Integrated Practice of Medicine

Being a good doctor is about more than understanding anatomy and physiology. Providing good patient care requires skills in listening, examining, observing subtleties, interpreting studies and lab tests and communicating with others in a motivational and caring manner.

The Integrated Practice of Medicine teaches you the art of medicine and what “good doctoring” is all about. These skills are critical to the practice of patient-centered care and essential to achieving our mission of improving outcomes for underserved populations in South Carolina.

 

Integration Across All Four Years

The IPM curriculum at the USC School of Medicine Greenville spans all four years of medical school.

IPM courses are year-long for the first two years. They consist of weekly paired sections — clinical reasoning “cases” and clinical skills — that show the real-world application of your weekly biomedical science studies. The classes also integrate aspects of social, behavioral and public health issues that affect patient care.
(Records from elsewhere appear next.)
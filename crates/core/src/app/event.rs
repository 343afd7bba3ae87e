use crate::domain::chart::{ChartPeriod, IndicatorKind};
use crate::render::Section;
use chrono::NaiveDate;
use std::fmt;
use std::str::FromStr;

/// Lazily loaded sections behind tabs.
#[derive(Debug, Clone, Copy, PartialEq, Eq, Hash, PartialOrd, Ord)]
pub enum Tab {
    Sectors,
    Options,
    Risk,
    Calendar,
}

impl Tab {
    pub fn section(self) -> Section {
        match self {
            Tab::Sectors => Section::SectorHeatmap,
            Tab::Options => Section::OptionsFlow,
            Tab::Risk => Section::PortfolioRisk,
            Tab::Calendar => Section::EconomicCalendar,
        }
    }

    pub fn as_str(self) -> &'static str {
        match self {
            Tab::Sectors => "sectors",
            Tab::Options => "options",
            Tab::Risk => "risk",
            Tab::Calendar => "calendar",
        }
    }
}

impl fmt::Display for Tab {
    fn fmt(&self, f: &mut fmt::Formatter<'_>) -> fmt::Result {
        f.write_str(self.as_str())
    }
}

impl FromStr for Tab {
    type Err = anyhow::Error;

    fn from_str(s: &str) -> Result<Self, Self::Err> {
        match s.trim().to_ascii_lowercase().as_str() {
            "sectors" | "sector" | "heatmap" => Ok(Tab::Sectors),
            "options" | "option" | "options-flow" => Ok(Tab::Options),
            "risk" | "portfolio-risk" => Ok(Tab::Risk),
            "calendar" | "events" => Ok(Tab::Calendar),
            other => anyhow::bail!("unknown tab: {other}"),
        }
    }
}

/// Everything a user can do to the dashboard.
#[derive(Debug, Clone, PartialEq, Eq)]
pub enum UiEvent {
    SelectPick(String),
    ChangePeriod(ChartPeriod),
    ToggleIndicator(IndicatorKind),
    SwitchTab(Tab),
    /// `None` goes back to the latest picks.
    SelectHistoryDate(Option<NaiveDate>),
    ToggleLanguage,
    ToggleModel,
    DismissNotification(u64),
    Reload,
}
Third- and fourth-year IPM courses are one- to four-week sessions that enhance and reinforce principles of disease diagnosis and management as well as introduce advanced aspects of medical practice in preparation for your residency experience.

 

What can I expect each year?

IPM-1 and IPM-2 courses play an integral role in your M1 and M2 years. You and your peers are divided into small teams of eight to nine students and meet weekly with a clinical mentor from Prisma Health–Upstate.

This small group learning is designed to develop your clinical reasoning skills. You’ll hear pertinent case presentations and discuss them as well as explore case resolution based on that week’s underlying biomedical science lecture content.

The clinical skills component involves history-taking, physical examinations and skill performance. In your M-2 year, these sessions expand to include laboratory and imaging interpretation and diagnostic and therapeutic procedures.

Bedside ultrasound is carefully integrated into all four years to help you build a solid foundation in physical examination.

Behavioral, social, ethical and health science content is embedded in the reasoning and skills components to ensure you develop core competencies that you’ll build upon as the curriculum becomes more complex each year.

IPM-3 is a one-week course offered each spring to guide your transition into the real world of health care delivery.

Informed by your third-year clerkship experiences, you and your classmates will discuss the importance and application of topics, including quality and risk management, medical-legal issues, advanced diagnostics, lifestyle medicine and medical practice in the context of societal challenges.

The course also builds your proficiency in basic and advanced procedural skills.

The IPM-4 course, strategically scheduled after Match Day, reinforces curricular concepts to prepare you for your residency training program.

For the first two weeks, you will review core knowledge and clinical skills, practice procedures and undergo competency assessments. Then you’ll go through residency boot camp and receive training directly related to your specialty.